The third day of our travels, we decided to head North towards Carmel and Monterey. After visiting the Mission San Antonio just down the road, I wanted to show my Mom the one at Carmel. I'd visited there years ago on a photography workshop trip that I took with a photography class at a nearby junior college. So, we programmed the TomTom for Carmel and headed out towards Highway 101. After a stop for breakfast in King City again, the TomTom did pretty good at getting us to the general area. Although, since we didn't have an address as a destination, we told it to go to the Carmel "city center". Well, we ended up in a residential area a ways away from the actual "downtown" area of Carmel. After cruising around town, admiring the buildings and finding a lovely beach we found some workmen and asked one of them how to get to the mission. He gave us some great directions and we found the mission with no problems.
This is the front of the Carmel Mission Church or the Mission San Carlos Borroméo de Carmelo as it's properly known. The mission is still a functioning church and has a school in the rest of the buildings on the site. When you visit, you can opt for a docent guided tour or just to wander the grounds, taking care not to disturb the school or any other functions that happen to occur. We chose to wander the grounds. Inside the church, off to one side is a small chapel that contains the crypt or tomb where Father Junipero Serra is buried.
This is part of the courtyard where the school is at the Carmel Mission. The gardens we blooming like crazy and it was very quiet there when we wandered around. I suppose the fact that the walls are so thick in the buildings around the courtyard that the sounds from the school children in their classes were barely heard.
Also in the courtyard there was this huge tree. I had to back up almost to the other side of the courtyard to get the whole tree in the viewfinder. I'm not quite sure what kind of tree it is, but it was very striking.
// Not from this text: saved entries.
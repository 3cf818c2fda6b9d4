//! Codec trait and implementations for serializing/deserializing messages.
//!
//! A codec converts between Rust types and raw bytes. Packets are encoded
//! once per codec at fan-out time, so every session reuses the same bytes.
//!
//! - [`JsonCodec`]: text clients, both protocol versions.
//! - [`MsgpackCodec`]: binary clients on the legacy version, and the
//!   format of domain events arriving from the pub/sub transport.

use serde::{Serialize, de::DeserializeOwned};

use crate::ProtocolError;

/// A codec that can encode Rust types to bytes and decode bytes back.
///
/// `Send + Sync + 'static` so one instance can be shared across tasks.
pub trait Codec: Send + Sync + 'static {
    /// Serializes a value into bytes.
    ///
    /// # Errors
    /// Returns an encode variant of [`ProtocolError`] if the value can't be
    /// represented in this format.
    fn encode<T: Serialize>(&self, value: &T) -> Result<Vec<u8>, ProtocolError>;

    /// Deserializes bytes back into a value.
    ///
    /// # Errors
    /// Returns a decode variant of [`ProtocolError`] if the bytes are
    /// malformed, truncated, or don't match the expected type.
    fn decode<T: DeserializeOwned>(&self, data: &[u8]) -> Result<T, ProtocolError>;
}

// ---------------------------------------------------------------------------
// JsonCodec
// ---------------------------------------------------------------------------

/// A [`Codec`] that uses JSON (via `serde_json`).
///
/// ```rust
/// use eventgate_protocol::{Codec, JsonCodec, ChatRef};
///
/// let bytes = JsonCodec.encode(&ChatRef::from(0)).unwrap();
/// assert_eq!(bytes, b"\"home\"");
/// ```
#[derive(Debug, Clone, Copy, Default)]
pub struct JsonCodec;

impl Codec for JsonCodec {
    fn encode<T: Serialize>(&self, value: &T) -> Result<Vec<u8>, ProtocolError> {
        serde_json::to_vec(value).map_err(ProtocolError::JsonEncode)
    }

    fn decode<T: DeserializeOwned>(&self, data: &[u8]) -> Result<T, ProtocolError> {
        serde_json::from_slice(data).map_err(ProtocolError::JsonDecode)
    }
}

// ---------------------------------------------------------------------------
// MsgpackCodec
// ---------------------------------------------------------------------------

/// A [`Codec`] that uses MessagePack (via `rmp-serde`).
///
/// Structs are written as maps keyed by field name, not as positional
/// arrays, so clients can read them without a schema.
#[derive(Debug, Clone, Copy, Default)]
pub struct MsgpackCodec;

impl Codec for MsgpackCodec {
    fn encode<T: Serialize>(&self, value: &T) -> Result<Vec<u8>, ProtocolError> {
        rmp_serde::to_vec_named(value).map_err(ProtocolError::MsgpackEncode)
    }

    fn decode<T: DeserializeOwned>(&self, data: &[u8]) -> Result<T, ProtocolError> {
        rmp_serde::from_slice(data).map_err(ProtocolError::MsgpackDecode)
    }
}
//! # Eventgate
//!
//! Real-time event distribution over WebSocket.
//!
//! Eventgate subscribes to domain events published by a backing
//! application, translates each one into every client protocol version,
//! and fans it out to connected sessions. Every packet carries a global
//! nonce; a client that drops can reconnect with its session id and the
//! last nonce it saw and receive exactly what it missed.
//!
//! ## Quick Start
//!
//! ```rust,no_run
//! use eventgate::prelude::*;
//!
//! # async fn start() -> Result<(), EventgateError> {
//! let source = RedisSource::connect("redis://127.0.0.1/", DEFAULT_CHANNEL).await?;
//! let server = EventgateServer::builder()
//!     .bind("0.0.0.0:3000")
//!     .build(source)
//!     .await?;
//! server.run().await
//! # }
//! ```

mod error;
mod handler;
mod server;

pub use error::EventgateError;
pub use server::{DEFAULT_BIND_ADDR, EventgateServer, EventgateServerBuilder, HANDSHAKE_TIMEOUT};

/// Re-exports for building and running a server.
pub mod prelude {
    pub use crate::{DEFAULT_BIND_ADDR, EventgateError, EventgateServer, EventgateServerBuilder};
    pub use eventgate_ingest::{
        ChannelSource, DEFAULT_CHANNEL, DomainEvent, EventSource, IngestError, RedisSource,
    };
    pub use eventgate_protocol::{Encoding, ProtocolVersion, WireFormat};
    pub use eventgate_session::{Audience, Hub, SessionConfig, SessionError, SessionId};
    pub use eventgate_snowflake::{Snowflake, SnowflakeGenerator};
    pub use eventgate_transport::{CloseReason, WebSocketConnection};
}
The smaller tree to the left is a pepper tree.
I'll be honest here, I did read the small plaque placed near this statue, but I do not remember who it is supposed to be or who sculpted it. I just thought it was rather striking and thought provoking. Like why is he holding that odd looking branch with birds perched on it?
After wandering around Carmel and the mission we headed for Monterey. This time the TomTom got us pretty much where we wanted to be. We wandered through the shops at Cannery Row for a while then decided that the Bubba Gump Shrimp Company restaurant would be a good place to have a late lunch. The food was delicious, especially the clam chowder and the "Hush Pups" which were different from any other "hushpuppies" that I'd ever had. Bubba Gump's puts shrimp, fish and corn in the middle of the "pups". Just plain delicious!
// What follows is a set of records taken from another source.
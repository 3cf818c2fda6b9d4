//! The ingestion loop: decode, translate, publish.

use eventgate_session::Hub;
use eventgate_transport::Connection;

use crate::source::EventSource;
use crate::translate::translate;
use crate::{DomainEvent, IngestError};

/// Feeds domain events from a source into a hub.
pub struct Ingestor<C: Connection> {
    hub: Hub<C>,
}

impl<C: Connection> Ingestor<C> {
    pub fn new(hub: Hub<C>) -> Self {
        Self { hub }
    }

    /// Handles one raw message. Returns the published packet's nonce, or
    /// `None` when the opcode is not broadcast.
    ///
    /// # Errors
    /// Any per-message [`IngestError`]; nothing is published in that case.
    pub async fn handle(&self, raw: &[u8]) -> Result<Option<i64>, IngestError> {
        let Some(event) = DomainEvent::decode(raw)? else {
            tracing::trace!(opcode = raw[0], "opcode not broadcast, skipping");
            return Ok(None);
        };
        let translation = translate(&event);
        let nonce = self
            .hub
            .publish(translation.legacy, translation.current, &translation.audience)
            .await?;
        tracing::debug!(opcode = ?event.opcode(), nonce, "event published");
        Ok(Some(nonce))
    }

    /// Runs until the source is exhausted or fails.
    ///
    /// Bad messages are logged and skipped.
    ///
    /// # Errors
    /// The source's error, if reading from it fails.
    pub async fn run<S: EventSource>(&self, mut source: S) -> Result<(), IngestError> {
        tracing::info!("ingestion started");
        while let Some(raw) = source.next().await? {
            if let Err(e) = self.handle(&raw).await {
                tracing::warn!(error = %e, len = raw.len(), "dropping event");
            }
        }
        tracing::info!("event source exhausted");
        Ok(())
    }
}
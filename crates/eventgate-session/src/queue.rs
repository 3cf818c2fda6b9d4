//! Bounded outbound queue with drop-oldest overflow.
//!
//! Producers never wait: the hub pushes from the ingestion task, and one
//! slow client must not hold up everyone else. A single consumer (the
//! session's delivery task) drains it.

use std::collections::VecDeque;
use std::sync::{Arc, Mutex, PoisonError};

use eventgate_protocol::Packet;
use tokio::sync::Notify;

/// What happened to a pushed packet.
#[derive(Debug, Clone, PartialEq, Eq)]
pub(crate) enum Push {
    Queued,
    /// The queue was full; the returned packet's nonce was evicted.
    DroppedOldest(i64),
    Closed,
}

#[derive(Debug)]
struct QueueState {
    items: VecDeque<Arc<Packet>>,
    closed: bool,
}

#[derive(Debug)]
pub(crate) struct OutboundQueue {
    state: Mutex<QueueState>,
    notify: Notify,
    capacity: usize,
}

impl OutboundQueue {
    pub(crate) fn new(capacity: usize) -> Self {
        Self {
            state: Mutex::new(QueueState {
                items: VecDeque::with_capacity(capacity.min(64)),
                closed: false,
            }),
            notify: Notify::new(),
            capacity: capacity.max(1),
        }
    }

    pub(crate) fn push(&self, packet: Arc<Packet>) -> Push {
        let outcome = {
            let mut state = self.state.lock().unwrap_or_else(PoisonError::into_inner);
            if state.closed {
                return Push::Closed;
            }
            let evicted = if state.items.len() >= self.capacity {
                state.items.pop_front().map(|p| p.nonce())
            } else {
                None
            };
            state.items.push_back(packet);
            evicted.map_or(Push::Queued, Push::DroppedOldest)
        };
        self.notify.notify_one();
        outcome
    }

    /// Waits for the next packet. Returns `None` once the queue is closed
    /// and drained.
    pub(crate) async fn pop(&self) -> Option<Arc<Packet>> {
        loop {
            {
                let mut state = self.state.lock().unwrap_or_else(PoisonError::into_inner);
                if let Some(packet) = state.items.pop_front() {
                    return Some(packet);
                }
                if state.closed {
                    return None;
                }
            }
            self.notify.notified().await;
        }
    }

    /// Rejects further pushes and discards anything still queued.
    pub(crate) fn close(&self) {
        {
            let mut state = self.state.lock().unwrap_or_else(PoisonError::into_inner);
            state.closed = true;
            state.items.clear();
        }
        self.notify.notify_one();
    }

    #[cfg(test)]
    fn len(&self) -> usize {
        self.state
            .lock()
            .unwrap_or_else(PoisonError::into_inner)
            .items
            .len()
    }
}

#[cfg(test)]
mod tests {
    use eventgate_protocol::{
        ChatRef, CurrentDeletePost, CurrentEnvelope, CurrentEvent, NonceSource,
    };

    use super::*;

    struct Fixed(i64);

    impl NonceSource for Fixed {
        fn next_nonce(&self) -> i64 {
            self.0
        }
    }

    fn packet(nonce: i64) -> Arc<Packet> {
        let current = CurrentEnvelope::new(CurrentEvent::DeletePost(CurrentDeletePost {
            chat_id: ChatRef::Home,
            post_id: "1".into(),
        }));
        Arc::new(Packet::build(&Fixed(nonce), None, current).unwrap())
    }

    #[tokio::test]
    async fn test_push_full_drops_oldest() {
        let queue = OutboundQueue::new(2);
        assert_eq!(queue.push(packet(0)), Push::Queued);
        assert_eq!(queue.push(packet(1)), Push::Queued);
        assert_eq!(queue.push(packet(2)), Push::DroppedOldest(0));
        assert_eq!(queue.len(), 2);

        assert_eq!(queue.pop().await.unwrap().nonce(), 1);
        assert_eq!(queue.pop().await.unwrap().nonce(), 2);
    }

    #[tokio::test]
    async fn test_pop_waits_for_push() {
        let queue = Arc::new(OutboundQueue::new(4));
        let consumer = {
            let queue = Arc::clone(&queue);
            tokio::spawn(async move { queue.pop().await.map(|p| p.nonce()) })
        };
        tokio::task::yield_now().await;
        queue.push(packet(7));
        assert_eq!(consumer.await.unwrap(), Some(7));
    }

    #[tokio::test]
    async fn test_close_wakes_consumer_and_rejects_pushes() {
        let queue = Arc::new(OutboundQueue::new(4));
        let consumer = {
            let queue = Arc::clone(&queue);
            tokio::spawn(async move { queue.pop().await })
        };
        tokio::task::yield_now().await;
        queue.close();
        assert!(consumer.await.unwrap().is_none());
        assert_eq!(queue.push(packet(1)), Push::Closed);
    }
}
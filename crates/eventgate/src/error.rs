//! Unified error type for Eventgate.

use eventgate_ingest::IngestError;
use eventgate_protocol::ProtocolError;
use eventgate_session::SessionError;
use eventgate_snowflake::SnowflakeError;
use eventgate_transport::TransportError;

/// Top-level error that wraps every crate's error.
///
/// The `#[from]` conversions let `?` lift sub-crate errors directly.
#[derive(Debug, thiserror::Error)]
pub enum EventgateError {
    /// Listening, accepting, or writing to a connection failed.
    #[error(transparent)]
    Transport(#[from] TransportError),

    /// A handshake parameter or packet was invalid.
    #[error(transparent)]
    Protocol(#[from] ProtocolError),

    /// Session lookup or attachment failed.
    #[error(transparent)]
    Session(#[from] SessionError),

    /// The event source failed.
    #[error(transparent)]
    Ingest(#[from] IngestError),

    /// The id generator could not be created.
    #[error(transparent)]
    Snowflake(#[from] SnowflakeError),
}
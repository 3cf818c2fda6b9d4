/// Errors from configuring a [`SnowflakeGenerator`](crate::SnowflakeGenerator).
#[derive(Debug, thiserror::Error)]
pub enum SnowflakeError {
    /// The node id does not fit in 11 bits.
    #[error("node id {0} out of range (max {max})", max = crate::MAX_NODE_ID)]
    NodeIdOutOfRange(u16),
}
When we got back to Fort Hunter Liggett, there was a distinct smoke smell in the air. A fellow told us that the forestry had done a "controlled burn" in the hills, and the breezes just filled the valley where the main part of the fort is with smoke. I kept going out and walking around with my camera at sunset, hoping for a beautiful sunset photo to add to my "album", but every evening was cloudless so the sunsets were rather "brief" and not very colorful. This smokey sunset from the hill behind the Hacienda was the most colorful one we had the entire time.
Now a bit about the history of the Hacienda and the land around it. Way back around the turn of the century, William Randolph Hearst had begun buying up the land and ranches in the area. In the late 1920's, he commissioned Julia Morgan to design and build the Milpitas Ranch headquarters. Construction of the complex started in 1929 on the site of the original Milpitas Ranch headquarters which had burned down. The original plans for the complex indicate that the buildings were to house 20 employees and it was supposed to have a wing included that would have been Mr. Hearst's private quarters. That wing was never completed, but the rest of the building was expanded to house 30 employees.
Ms. Morgan's design reflected the California Mission style, but differed in that it was constructed of poured concrete instead of adobe or bricks. All the materials for the construction of the buildings was hauled in by trucks from Santa Cruz. And none of the materials went to waste. Even the wood used in the forms for the concrete was used later for the ceilings. Wood stoves and fireplaces provided heat and water was supplied by a well near the San Antonnio River nearby and stored in a tank in the tower over the part of the building that housed the kitchen. The building housed the ranch manager, the mechanics, gardeners and cooks needed to care for the ranch year round. The cowboys, however, camped in the fields.
The Hacienda was used all through the 30's as the headquarters for the ranch. In December of 1940, the Hearst era ended when the approximately 158,000 acre ranch was sold to the government along with some neighboring properties to form Fort Hunter Liggett.